Almuñécar 1989

La primavera de 1989 nos llevó primero a Granada, ciudad de luz tamizada y piedra antigua, donde cada esquina parece guardar un eco de siglos. Nos alojamos en la calle Pedro Antonio de Alarcón, una vía animada, universitaria, viva a cualquier hora, donde los bares compiten en aromas y conversaciones.

Granada tiene esa cualidad especial de envolverlo todo con una belleza serena. Pasear por el centro histórico es hacerlo entre fachadas renacentistas, plazas recoletas y calles que suben y bajan como si obedecieran al capricho del agua que baja de la sierra. Aprovechamos para tapear (porque en Granada la tapa no es complemento, sino declaración de principios) y dejamos que la ciudad nos marcara el ritmo pausado del inicio.

Como ya habíamos hecho en otro viaje anterior, ascendimos hasta Sierra Nevada. Era primavera avanzada y la nieve resistía únicamente en las cumbres más altas, dibujando manchas blancas sobre el perfil oscuro de las montañas.

El aire allí arriba era más fino, más frío. El silencio, más amplio.
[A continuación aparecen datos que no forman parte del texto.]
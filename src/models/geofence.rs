//! Geofence check models for electronic visit verification.

use std::fmt;

use chrono::{DateTime, Utc};
use serde::{Deserialize, Serialize};
use uuid::Uuid;

/// A WGS84 latitude/longitude pair in decimal degrees.
#[derive(Debug, Clone, Copy, PartialEq, Serialize, Deserialize)]
pub struct GeoPoint {
    /// Latitude, -90 to 90.
    pub latitude: f64,
    /// Longitude, -180 to 180.
    pub longitude: f64,
}

impl GeoPoint {
    /// Returns true if both coordinates are finite and in range.
    pub fn is_valid(&self) -> bool {
        self.latitude.is_finite()
            && self.longitude.is_finite()
            && (-90.0..=90.0).contains(&self.latitude)
            && (-180.0..=180.0).contains(&self.longitude)
    }
}

/// GPS accuracy classification.
#[derive(Debug, Clone, Copy, PartialEq, Eq, Hash, Serialize, Deserialize)]
pub enum AccuracyLevel {
    /// Accuracy <= 10 m.
    Excellent,
    /// Accuracy <= 50 m.
    Good,
    /// Accuracy <= 100 m.
    Fair,
    /// Accuracy > 100 m.
    Poor,
    /// No usable accuracy value was captured.
    Unknown,
}

impl AccuracyLevel {
    /// Classifies an accuracy radius in meters.
    ///
    /// # Example
    ///
    /// ```
    /// use timesheet_engine::models::AccuracyLevel;
    ///
    /// assert_eq!(AccuracyLevel::from_meters(Some(10.0)), AccuracyLevel::Excellent);
    /// assert_eq!(AccuracyLevel::from_meters(Some(50.1)), AccuracyLevel::Fair);
    /// assert_eq!(AccuracyLevel::from_meters(None), AccuracyLevel::Unknown);
    /// ```
    pub fn from_meters(accuracy_meters: Option<f64>) -> Self {
        match accuracy_meters {
            Some(m) if !m.is_finite() || m < 0.0 => AccuracyLevel::Unknown,
            Some(m) if m <= 10.0 => AccuracyLevel::Excellent,
            Some(m) if m <= 50.0 => AccuracyLevel::Good,
            Some(m) if m <= 100.0 => AccuracyLevel::Fair,
            Some(_) => AccuracyLevel::Poor,
            None => AccuracyLevel::Unknown,
        }
    }
}

/// Why a geofence check failed closed without comparing distances.
#[derive(Debug, Clone, Copy, PartialEq, Eq, Hash, Serialize, Deserialize)]
#[serde(rename_all = "snake_case")]
pub enum GeofenceFailure {
    /// No employee position was captured.
    MissingEmployeePoint,
    /// No patient position is on file.
    MissingPatientPoint,
    /// The employee position is out of range or not a number.
    InvalidEmployeePoint,
    /// The patient position is out of range or not a number.
    InvalidPatientPoint,
    /// No accuracy value was captured.
    MissingAccuracy,
    /// The accuracy value is negative or not a number.
    InvalidAccuracy,
    /// The allowed radius is not a positive number.
    InvalidRadius,
}

impl fmt::Display for GeofenceFailure {
    fn fmt(&self, f: &mut fmt::Formatter<'_>) -> fmt::Result {
        let message = match self {
            GeofenceFailure::MissingEmployeePoint => "employee location was not captured",
            GeofenceFailure::MissingPatientPoint => "patient location is not on file",
            GeofenceFailure::InvalidEmployeePoint => "employee location is out of range",
            GeofenceFailure::InvalidPatientPoint => "patient location is out of range",
            GeofenceFailure::MissingAccuracy => "location accuracy was not captured",
            GeofenceFailure::InvalidAccuracy => "location accuracy is invalid",
            GeofenceFailure::InvalidRadius => "allowed radius must be a positive number",
        };
        f.write_str(message)
    }
}

/// The result of one geofence validation.
///
/// Checks are never mutated. A radius-policy change produces a new check
/// and the old one is kept for audit.
#[derive(Debug, Clone, PartialEq, Serialize, Deserialize)]
pub struct GeofenceCheck {
    /// Unique identifier for the check.
    pub id: Uuid,
    /// Where the employee was.
    pub employee_point: Option<GeoPoint>,
    /// Where the patient is.
    pub patient_point: Option<GeoPoint>,
    /// Great-circle distance in feet, when both points were usable.
    pub distance_feet: Option<f64>,
    /// The radius the visit had to fall within.
    pub allowed_radius_feet: f64,
    /// Reported GPS accuracy in meters.
    pub accuracy_meters: Option<f64>,
    /// Classification of `accuracy_meters`.
    pub accuracy_level: AccuracyLevel,
    /// Whether the visit passed.
    pub valid: bool,
    /// Set when the check failed closed on bad input.
    #[serde(default, skip_serializing_if = "Option::is_none")]
    pub failure: Option<GeofenceFailure>,
    /// When the check ran.
    pub checked_at: DateTime<Utc>,
}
A veces los paisajes también hablan de equilibrios inestables y de deshielos que, tarde o temprano, encuentran su cauce.

Al llegar a Almuñécar, algo cambió. Tal vez fue la luz del Mediterráneo, más directa, más franca. Tal vez fue el sonido constante del oleaje rompiendo contra los Peñones de San Cristóbal. Nos alojamos en el Hotel Playa San Cristóbal, en la plaza del mismo nombre, con el mar prácticamente a los pies.

Subimos hasta el Mirador situado en los Peñones de San Cristóbal. Desde allí, la costa se abre en una sucesión de curvas suaves, con el azul extendiéndose sin interrupciones hasta el horizonte. El viento, cargado de sal, despeja cualquier resto de bruma interior.

Paseamos sin prisa por el centro: el Paseo de La Caletilla, la Plaza Eras del Castillo, las callejuelas peatonales encaladas que serpentean hacia el mar. Visitamos el Castillo de San Miguel, fortaleza de origen islámico reformada tras la conquista cristiana, cuyos muros han vigilado durante siglos la línea costera. Desde sus torres, el Mediterráneo parece eterno. También nos adentramos en el Museo Arqueológico Cueva de Siete Palacios, construido sobre antiguas estructuras romanas. Allí, bajo bóvedas de ladrillo que recuerdan un pasado clásico, uno entiende que algunas cosas sobreviven al tiempo si encuentran la estructura adecuada.

Granada fue aire frío. Almuñécar fue temperatura. Y el viaje, en silencio, eligió su rumbo.

Nuestro siguiente destino fue Nerja. La localidad malagueña conserva un equilibrio delicado entre pueblo blanco y enclave turístico, entre tradición y apertura al mar.

El Balcón de Europa es un mirador natural suspendido sobre el Mediterráneo. Desde allí, el mar no se contempla: se domina. El azul cambia según la hora, y las montañas de la Sierra de Almijara enmarcan el horizonte con un perfil abrupto y poderoso.

Descendimos hacia la Playa de Calahonda por la conocida escalinata de veinticinco peldaños de cemento que parte del propio Balcón. Cruzándola se accede a la Playa del Chorrillo, también llamada los Chorrillos de Nerja: tres pequeñas calas que suman apenas sesenta metros de extensión, protegidas por grandes formaciones rocosas.

Son playas recogidas, íntimas, donde el mar entra con más suavidad y el sonido del agua rebota en la piedra. Las rocas permiten buscar rincones propios, pequeños refugios donde el tiempo parece desacelerarse. Allí, el sol cae a plomo al mediodía, pero siempre hay una sombra natural que invita a quedarse un poco más.

No podía faltar la visita a la Cueva de Nerja. Situada a ciento cincuenta y ocho metros sobre el nivel del mar, y con cuatro mil ochocientos veintitrés metros de desarrollo topográfico, es una de las cavidades más extensas de Andalucía.

Descubierta en 1960, cuenta con tres bocas naturales y una entrada habilitada para visitas poco después de su hallazgo. En su interior, el espectáculo geológico es sobrecogedor: estalactitas y estalagmitas que han tardado milenios en formarse, columnas gigantescas (una de las mayores del mundo) y salas cuya acústica natural ha permitido incluso la celebración de conciertos.

Bajo tierra, el tiempo no corre: se deposita gota a gota. Al salir de nuevo a la luz, el Mediterráneo parece aún más luminoso.

Aquel viaje fue breve. Pero hay viajes que no se miden en días, sino en estaciones. Y aquella primavera terminó oliendo a sal.